Beside Babylon’s rivers
There
we sat / and wept
When we
remembered Zion
On the poplars / in that region
We hung
our lyres
For there / our captors
Asked
us / for words of song
Our
mockers / for joyfulness
“Sing for us
One of
the / songs of Zion”
How could we sing
Yhwh’s
songs
On
foreign soil?
Within the psalms one of the effects of descending to Sheol
is the inability to ‘remember Yhwh’. This ‘remembrance of Yhwh’ is not simply a
forgetfulness. To ‘remember Yhwh’ is to engage in liturgical praise of him.
Sheol is the place of a silence deeper than an inability to speak. It is the
place where one cannot commune with the presence of Yhwh. One cannot sign his
praises there. It is a silence that reaches much deeper. One could say, it is a
silence that stretches to the innermost part of the human—that place where the
human is permitted to be himself in being brought beyond himself in Yhwh’s
presence through praise.
Here, the realm of the ‘captors’ and the ‘mockers’ stands on
the border between the Land and Sheol. Zion and “be remembered” but its songs
cannot be sung. This borderland is important to pause over. In Babylon, beside
its rivers, they wept because of their memory. And yet, they do not want to
banish it. The psalm concludes with a list of curses lain upon them if they do—the
withered hand and the cleaved tongue. This is the borderland of memory,
standing on the verge of Sheol where all memory will be gone, and the Land,
where memory is life-giving and joyous. This is where the opening section so
eloquently says that Yhwh’s people “hung up our lyres”, surrendering their
liturgical instruments. Memory remains, but now not as a source of liturgical joy
but as a form of torture and pain.
We are not, strictly, in the realm of silence of Sheol, but
the realm of sorrow, which is, along the spectrum between the Land and Sheol is
decidedly “in the red”. The songs of Zion are now sources of weeping—that is
their dark liturgy in Babylon.
In a more deeply disturbing display of absence, it is not
simply that they cannot sing the “songs of Zion”, but their captors ask them to
sing them. In the Land the “songs of Zion” are sung in Zion, during times of
pilgrimage to the Temple. The songs and Zion are mutually revealing. The songs
reveal the joy of Zion and Zion is the source and summit of their songs. They
are not simply artistic expressions, but liturgical songs that are rooted in
the place of Yhwh’s home. For the captors and mockers, though, they are just
that—artistic forms of entertainment, utterly severed from the source of their
inspiration. They are made into “play things” for the Babylonians.
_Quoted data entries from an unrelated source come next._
// Copyright 2025 eraflo
//
// Licensed under the Apache License, Version 2.0 (the "License");
// you may not use this file except in compliance with the License.
// You may obtain a copy of the License at
//
//     http://www.apache.org/licenses/LICENSE-2.0
//
// Unless required by applicable law or agreed to in writing, software
// distributed under the License is distributed on an "AS IS" BASIS,
// WITHOUT WARRANTIES OR CONDITIONS OF ANY KIND, either express or implied.
// See the License for the specific language governing permissions and
// limitations under the License.

//! Defines the error types surfaced by the cache and its loader contract.

use thiserror::Error;

/// An error reported by a package loader while opening a package or loading
/// one of its assets.
#[derive(Debug, Error)]
pub enum LoadError {
    /// No package exists at the resolved location.
    #[error("Package '{path}' does not exist. Were the packages built?")]
    PackageNotFound {
        /// The location that was probed.
        path: String,
    },
    /// The package is open but holds no asset with that name.
    #[error("Package '{package}' has no asset named '{name}'")]
    AssetNotFound {
        /// The package that was searched.
        package: String,
        /// The asset name that was requested.
        name: String,
    },
    /// Reading the package failed.
    #[error("I/O error while loading '{path}': {source}")]
    Io {
        /// The location being read.
        path: String,
        /// The underlying I/O error.
        #[source]
        source: std::io::Error,
    },
    /// The package was read but its content is not a valid package.
    #[error("Package '{path}' is corrupt: {reason}")]
    Corrupt {
        /// The location being read.
        path: String,
        /// Why the content was rejected.
        reason: String,
    },
    /// A payload decoder rejected the asset bytes.
    #[error("Failed to decode asset '{name}': {reason}")]
    Decode {
        /// The asset being decoded.
        name: String,
        /// The decoder's message.
        reason: String,
    },
    /// The operation stopped without producing a result.
    #[error("Load of '{name}' stopped before producing a result")]
    Interrupted {
        /// What was being loaded.
        name: String,
    },
}

/// An error surfaced by the cache's public operations.
///
/// Precondition violations abort the call before any state is mutated; they are
/// not retried anywhere.
#[derive(Debug, Error)]
pub enum CacheError {
    /// The name is not provided by any opened package.
    #[error("Cannot load the asset '{name}'. Did you load the package containing it?")]
    NotIndexed {
        /// The requested asset name.
        name: String,
    },
    /// A package with this name is already loaded or loading.
    #[error("Package '{name}' is already loaded")]
    PackageAlreadyLoaded {
        /// The package name.
        name: String,
    },
    /// No loaded package has this name.
    #[error("Package '{name}' is not loaded")]
    PackageNotLoaded {
        /// The package name.
        name: String,
    },
    /// Two packages provide an asset with the same name.
    #[error("Asset '{name}' from package '{package}' is already provided by another package")]
    DuplicateAssetName {
        /// The conflicting asset name.
        name: String,
        /// The package whose registration was refused.
        package: String,
    },
    /// The handle does not identify any cache entry.
    #[error("No cache entry for handle {hash:#010x}")]
    UnknownHandle {
        /// The hash carried by the handle.
        hash: u32,
    },
    /// The entry exists but its load has not completed yet.
    #[error("Asset '{name}' is still loading")]
    NotLoaded {
        /// The entry's name.
        name: String,
    },
    /// The payload cannot provide the requested shape.
    #[error("Asset '{name}' cannot provide a '{requested}'")]
    WrongShape {
        /// The entry's name.
        name: String,
        /// The requested shape's type name.
        requested: &'static str,
    },
    /// The entry is a package, which has no payload to instantiate.
    #[error("'{name}' is a package, not an asset")]
    NotAPayload {
        /// The entry's name.
        name: String,
    },
    /// The package still has assets being loaded asynchronously.
    #[error("Package '{package}' has {pending} asset load(s) in flight")]
    PendingLoads {
        /// The package name.
        package: String,
        /// How many of its entries are still loading.
        pending: usize,
    },
    /// The request was dropped before it completed.
    #[error("Load of '{name}' was cancelled")]
    LoadCancelled {
        /// The entry's name.
        name: String,
    },
    /// The load this request was waiting on failed under another request.
    #[error("Load of '{name}' failed: {reason}")]
    LoadFailed {
        /// The entry's name.
        name: String,
        /// The owning request's error message.
        reason: String,
    },
    /// A batch request named nothing to load.
    #[error("A batch load needs at least one name")]
    EmptyBatch,
    /// The package loader failed.
    #[error(transparent)]
    Loader(#[from] LoadError),
}
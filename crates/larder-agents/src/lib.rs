// Copyright 2025 eraflo
//
// Licensed under the Apache License, Version 2.0 (the "License");
// you may not use this file except in compliance with the License.
// You may obtain a copy of the License at
//
//     http://www.apache.org/licenses/LICENSE-2.0
//
// Unless required by applicable law or agreed to in writing, software
// distributed under the License is distributed on an "AS IS" BASIS,
// WITHOUT WARRANTIES OR CONDITIONS OF ANY KIND, either express or implied.
// See the License for the specific language governing permissions and
// limitations under the License.

//! # Larder Agents
//!
//! The orchestration layer: [`cache_agent::CacheAgent`] owns the slot table and
//! the name index, drives the package loader, and schedules the cooperative
//! steps that complete asynchronous loads.

#![warn(missing_docs)]

pub mod cache_agent;
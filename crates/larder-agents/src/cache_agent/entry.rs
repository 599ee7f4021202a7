// Copyright 2025 eraflo
//
// Licensed under the Apache License, Version 2.0 (the "License");
// you may not use this file except in compliance with the License.
// You may obtain a copy of the License at
//
//     http://www.apache.org/licenses/LICENSE-2.0
//
// Unless required by applicable law or agreed to in writing, software
// distributed under the License is distributed on an "AS IS" BASIS,
// WITHOUT WARRANTIES OR CONDITIONS OF ANY KIND, either express or implied.
// See the License for the specific language governing permissions and
// limitations under the License.

//! The entries stored in the cache's slot table.

use super::descriptor::LoadDescriptor;
use larder_core::{asset::AssetHandle, loader::PackageLoader};
use std::sync::Arc;

/// Where an entry is in its lifecycle.
#[derive(Debug, Clone, Copy, PartialEq, Eq)]
pub enum AssetStatus {
    /// A load operation is in flight.
    Loading,
    /// The entry is ready.
    Loaded,
}

#[derive(Debug, Clone, Copy, PartialEq, Eq)]
pub(crate) enum EntryKind {
    Asset,
    Package,
}

/// One cache slot's content.
///
/// For an asset, `package` is the package that provides it; for a package,
/// it is the opened package itself once loaded.
pub(crate) struct CacheEntry<L: PackageLoader> {
    pub(crate) status: AssetStatus,
    pub(crate) kind: EntryKind,
    /// Display name, for diagnostics only.
    pub(crate) name: String,
    pub(crate) package: Option<Arc<L::Package>>,
    pub(crate) payload: Option<AssetHandle<L::Asset>>,
    /// Present while `status` is `Loading`.
    pub(crate) descriptor: Option<LoadDescriptor<L>>,
}

impl<L: PackageLoader> CacheEntry<L> {
    pub(crate) fn loaded_asset(name: &str, package: Arc<L::Package>, asset: L::Asset) -> Self {
        Self {
            status: AssetStatus::Loaded,
            kind: EntryKind::Asset,
            name: name.to_string(),
            package: Some(package),
            payload: Some(AssetHandle::new(asset)),
            descriptor: None,
        }
    }

    pub(crate) fn loaded_package(name: &str, package: Arc<L::Package>) -> Self {
        Self {
            status: AssetStatus::Loaded,
            kind: EntryKind::Package,
            name: name.to_string(),
            package: Some(package),
            payload: None,
            descriptor: None,
        }
    }

    pub(crate) fn loading(
        name: &str,
        kind: EntryKind,
        package: Option<Arc<L::Package>>,
        descriptor: LoadDescriptor<L>,
    ) -> Self {
        Self {
            status: AssetStatus::Loading,
            kind,
            name: name.to_string(),
            package,
            payload: None,
            descriptor: Some(descriptor),
        }
    }

    pub(crate) fn is_package(&self) -> bool {
        self.kind == EntryKind::Package
    }

    pub(crate) fn is_owned_by(&self, package: &Arc<L::Package>) -> bool {
        self.package
            .as_ref()
            .is_some_and(|owner| Arc::ptr_eq(owner, package))
    }
}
For Yhhw’s people, to sing a liturgical song as mere entertainment
is a form of torture, a form of mockery, that compounds their already profound
sense of alienation.
Why poplars and rivers? The psalmist and his people are in
the midst of a lush environment, full of flowing water and healthy trees. And
yet, Babylon’s rivers of water only bring out their own tears of flowing water.
And Babylon’s poplar trees are only hooks on which to hang their harps. In
other words, apart from Jerusalem and Zion, verdant life is meaningless to
them. It holds no joy to them. As the Babylonians ask them to treat their
sacred things as profane, so too does the psalmist almost mock Babylon’s
beauties as but distractions. This becomes important later on when the psalmist
declares curses upon himself if “I do not set Jerusalem above my highest joy.” Were
he to turn to these rivers and poplars and see in them anything that tempts
away their joy at Jerusalem, he should be cursed.
This psalm then is an exercise at both remembering Jerusalem
and detachment from the beauties of Babylon.